I have a ball joint cut from a heim joint welded to a BIG washer (3", 1" hole) as a shift pivot and a ball bearing rod end at the tube clevis. Since the shifter lever (half inch bolt) theads into a coupling at this rod end, I can adjust the amount of lever throw. This is accomplished by loosening the lever and screwing the coupler up or down the ball bearing rod end. The result is either increasing or decreasing the distance between the ball joint pivot and the center line of the rod end bolt at the tube clevis.

Four bolts (original bolts if you like) hold the BIG washer and ball joint to the Frame and another BIG washer inside the frame; four mounting holes drilled in each washer. These two washers and some homemade rubber disks sandwich the frame tunnel. The large rubber disks isolate the BIG washers from direct contact with the frame to help vibration dampening and noise (ha, ha). I know what you are thinking...and yes the bolt shift has a shifter knob on the end so one cannot tell it is actually a bolt.
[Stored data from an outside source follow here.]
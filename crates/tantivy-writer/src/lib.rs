//! # Search Indexer for tantivy
//!
//! Implements the `search-indexer` writer contract on a [`tantivy`] index.
//!
//! ```no_run
//! use search_indexer::{IndexItem, SearchIndexer, TermFactories};
//! use search_indexer_tantivy::{lowercase_keyword_text_options, TantivyWriterFactory};
//! use tantivy::schema::{Schema, STORED, TEXT};
//! use tantivy::{doc, Term};
//!
//! #[tokio::main]
//! async fn main() -> anyhow::Result<()> {
//!     let mut builder = Schema::builder();
//!     let id = builder.add_text_field("id", lowercase_keyword_text_options() | STORED);
//!     let body = builder.add_text_field("body", TEXT);
//!
//!     let factory = TantivyWriterFactory::open_or_create("/var/lib/tasks", builder.build())?;
//!     let indexer = SearchIndexer::new(factory);
//!     let chunks = indexer.chunk_items(1..=1000_u32, |n| {
//!         IndexItem::single(n.to_string(), doc!(id => n.to_string(), body => format!("task {n}")))
//!     })?;
//!     indexer
//!         .rebuild(chunks, TermFactories::new(move |key: &String, _| Ok(Term::from_field_text(id, key))))
//!         .await?;
//!     Ok(())
//! }
//! ```

mod analyzer;
mod config;
mod error;
mod factory;
mod writer;

pub use analyzer::{
    lowercase_keyword_analyzer, lowercase_keyword_term, lowercase_keyword_text_options,
    register_lowercase_keyword, LOWERCASE_KEYWORD,
};
pub use config::{TantivyWriterConfig, DEFAULT_HEAP_SIZE_BYTES, MIN_HEAP_SIZE_BYTES};
pub use factory::{scoped_writer, TantivyWriterFactory};
pub use writer::TantivyWriter;
use crate::analyzer::register_lowercase_keyword;
use crate::error::engine_error;
use crate::{TantivyWriter, TantivyWriterConfig};
use search_indexer::{IndexLocation, IndexerError, Result, ScopedWriter, WriterFactory};
use std::path::PathBuf;
use tantivy::directory::MmapDirectory;
use tantivy::schema::Schema;
use tantivy::{Index, IndexReader, IndexWriter, ReloadPolicy};

/// Opens [`TantivyWriter`]s over one tantivy [`Index`].
pub struct TantivyWriterFactory {
    index: Index,
    location: IndexLocation,
    config: TantivyWriterConfig,
}

impl TantivyWriterFactory {
    /// Open the index stored in `dir`, creating the directory and an empty index when missing.
    ///
    /// An existing index must have been created with an identical schema.
    pub fn open_or_create(dir: impl Into<PathBuf>, schema: Schema) -> Result<Self> {
        let dir = dir.into();
        std::fs::create_dir_all(&dir)?;
        let directory = MmapDirectory::open(&dir).map_err(|err| {
            IndexerError::engine(format!("cannot open index directory {}: {err}", dir.display()))
        })?;
        let index = Index::open_or_create(directory, schema).map_err(engine_error)?;
        Ok(Self::from_index(index, IndexLocation::Directory(dir)))
    }

    /// A fresh index held in RAM, addressed as `memory:<name>`.
    pub fn in_memory(name: impl Into<String>, schema: Schema) -> Self {
        Self::from_index(Index::create_in_ram(schema), IndexLocation::in_memory(name))
    }

    pub fn from_index(index: Index, location: IndexLocation) -> Self {
        register_lowercase_keyword(&index);
        Self {
            index,
            location,
            config: TantivyWriterConfig::default(),
        }
    }

    pub fn with_config(mut self, config: TantivyWriterConfig) -> Result<Self> {
        config.validate()?;
        self.config = config;
        Ok(self)
    }

    pub fn index(&self) -> &Index {
        &self.index
    }

    pub fn config(&self) -> &TantivyWriterConfig {
        &self.config
    }

    /// A reader that only sees new commits after [`IndexReader::reload`].
    pub fn reader(&self) -> Result<IndexReader> {
        self.index
            .reader_builder()
            .reload_policy(ReloadPolicy::Manual)
            .try_into()
            .map_err(engine_error)
    }

    /// Documents visible in the latest commit.
    pub fn num_docs(&self) -> Result<u64> {
        Ok(self.reader()?.searcher().num_docs())
    }
}

impl WriterFactory for TantivyWriterFactory {
    type Writer = TantivyWriter;

    fn location(&self) -> IndexLocation {
        self.location.clone()
    }

    fn open(&self) -> Result<TantivyWriter> {
        let heap = self.config.heap_size_bytes;
        let writer: IndexWriter = match self.config.num_threads {
            Some(threads) => self.index.writer_with_num_threads(threads, heap),
            None => self.index.writer(heap),
        }
        .map_err(engine_error)?;

        Ok(TantivyWriter::new(
            self.index.clone(),
            self.location.clone(),
            writer,
            self.config.commit_on_release,
        ))
    }
}

/// Scoped executor over `factory`.
pub fn scoped_writer(factory: TantivyWriterFactory) -> ScopedWriter<TantivyWriterFactory> {
    ScopedWriter::new(factory)
}
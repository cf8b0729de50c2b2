use crate::index_lock::acquire_writer_lock;
use crate::writer::SharedWriter;
use crate::{IndexLocation, IndexerError, Result, WriterFactory, WriterHandle};
use std::future::Future;
use std::sync::Arc;

/// Runs work against a freshly acquired writer and always gives the writer back.
///
/// Acquisition is serialized per [`IndexLocation`], so two scoped calls against the same
/// location never hold open writers at the same time. Work receives a [`SharedWriter`] it may
/// clone into worker tasks. Clones that outlive the call (the caller's future was dropped, for
/// example by a timeout, while blocking workers still run) keep the writer and the lock; the
/// last one to finish releases the writer.
pub struct ScopedWriter<F> {
    factory: Arc<F>,
}

impl<F> Clone for ScopedWriter<F> {
    fn clone(&self) -> Self {
        Self {
            factory: Arc::clone(&self.factory),
        }
    }
}

impl<F: WriterFactory> ScopedWriter<F> {
    pub fn new(factory: F) -> Self {
        Self {
            factory: Arc::new(factory),
        }
    }

    pub fn location(&self) -> IndexLocation {
        self.factory.location()
    }

    pub fn factory(&self) -> &F {
        &self.factory
    }

    /// Acquire a writer, run `work`, release the writer.
    ///
    /// A factory failure is returned as [`IndexerError::Acquisition`] and `work` never runs.
    /// Otherwise the writer is released exactly once; a release failure is the result only when
    /// `work` succeeded, and is logged when it would mask an earlier error.
    pub async fn run<R, Fut, Work>(&self, work: Work) -> Result<R>
    where
        Work: FnOnce(SharedWriter<F::Writer>) -> Fut,
        Fut: Future<Output = Result<R>>,
    {
        let location = self.factory.location();
        let lock = acquire_writer_lock(&location)
            .await
            .map_err(IndexerError::into_acquisition)?;

        let writer = self.open_writer().await?;
        log::debug!("Opened index writer for {location}");

        let shared = SharedWriter::new(writer, Some(lock));
        let mut guard = ReleaseGuard {
            writer: Some(shared.clone()),
            location: location.clone(),
        };

        let outcome = work(shared).await;
        let released = guard.release().await;
        log::debug!("Released index writer for {location}");

        match (outcome, released) {
            (Ok(value), Ok(())) => Ok(value),
            (Err(err), Ok(())) | (Ok(_), Err(err)) => Err(err),
            (Err(err), Err(release_err)) => {
                log::warn!("Index writer for {location} failed to release after error: {release_err}");
                Err(err)
            }
        }
    }

    /// Like [`run`](Self::run), for synchronous work executed on the blocking pool.
    pub async fn run_blocking<R, Work>(&self, work: Work) -> Result<R>
    where
        Work: FnOnce(&F::Writer) -> Result<R> + Send + 'static,
        R: Send + 'static,
    {
        self.run(|writer| async move {
            tokio::task::spawn_blocking(move || work(&writer))
                .await
                .map_err(|err| IndexerError::Operation(format!("writer task failed: {err}")))?
        })
        .await
    }

    async fn open_writer(&self) -> Result<F::Writer> {
        let factory = Arc::clone(&self.factory);
        tokio::task::spawn_blocking(move || factory.open())
            .await
            .map_err(|err| IndexerError::Acquisition(format!("writer factory task failed: {err}")))?
            .map_err(IndexerError::into_acquisition)
    }
}

/// Owns the executor's reference to the writer until it is released.
///
/// The explicit path is [`ReleaseGuard::release`]. Dropping the guard with the writer still in
/// place (the work panicked or the call was cancelled) only drops this reference; the writer is
/// released by whichever holder goes last.
struct ReleaseGuard<W: WriterHandle> {
    writer: Option<SharedWriter<W>>,
    location: IndexLocation,
}

impl<W: WriterHandle> ReleaseGuard<W> {
    async fn release(&mut self) -> Result<()> {
        let Some(shared) = self.writer.take() else {
            return Ok(());
        };

        let lease = shared.try_into_lease().map_err(|shared| {
            IndexerError::Release(format!(
                "writer for {} still has {} outstanding reference(s); released when the last one drops",
                self.location,
                shared.holders() - 1
            ))
        })?;

        tokio::task::spawn_blocking(move || lease.release())
            .await
            .map_err(|err| IndexerError::Release(format!("release task failed: {err}")))?
            .map_err(IndexerError::into_release)
    }
}

impl<W: WriterHandle> Drop for ReleaseGuard<W> {
    fn drop(&mut self) {
        let Some(shared) = self.writer.take() else {
            return;
        };
        let others = shared.holders() - 1;
        if others > 0 {
            log::warn!(
                "Scoped call on {} ended early; {others} worker reference(s) will release the writer",
                self.location
            );
        }
        drop(shared);
    }
}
The key element of this mod is the lower heim joint which is a bearing that will only rotate around the mount bolt hole. That is to say, it is not a ball rod end. The shifter tube clevis is gently bent out and back around the bearing to accommodate the add'l thickness whithout dragging on the body of the heim. Then the clevis is bolted TIGHTLY to the bearing. This completely eleminates the clevis as an active element of articlation. It is now passive and is only used as a clamp. All rotation at this point is now within the bearing which is much stronger and smoother then the tang to clevis connection. Oh and no more nylon spacers. The result is smooth solid shifting.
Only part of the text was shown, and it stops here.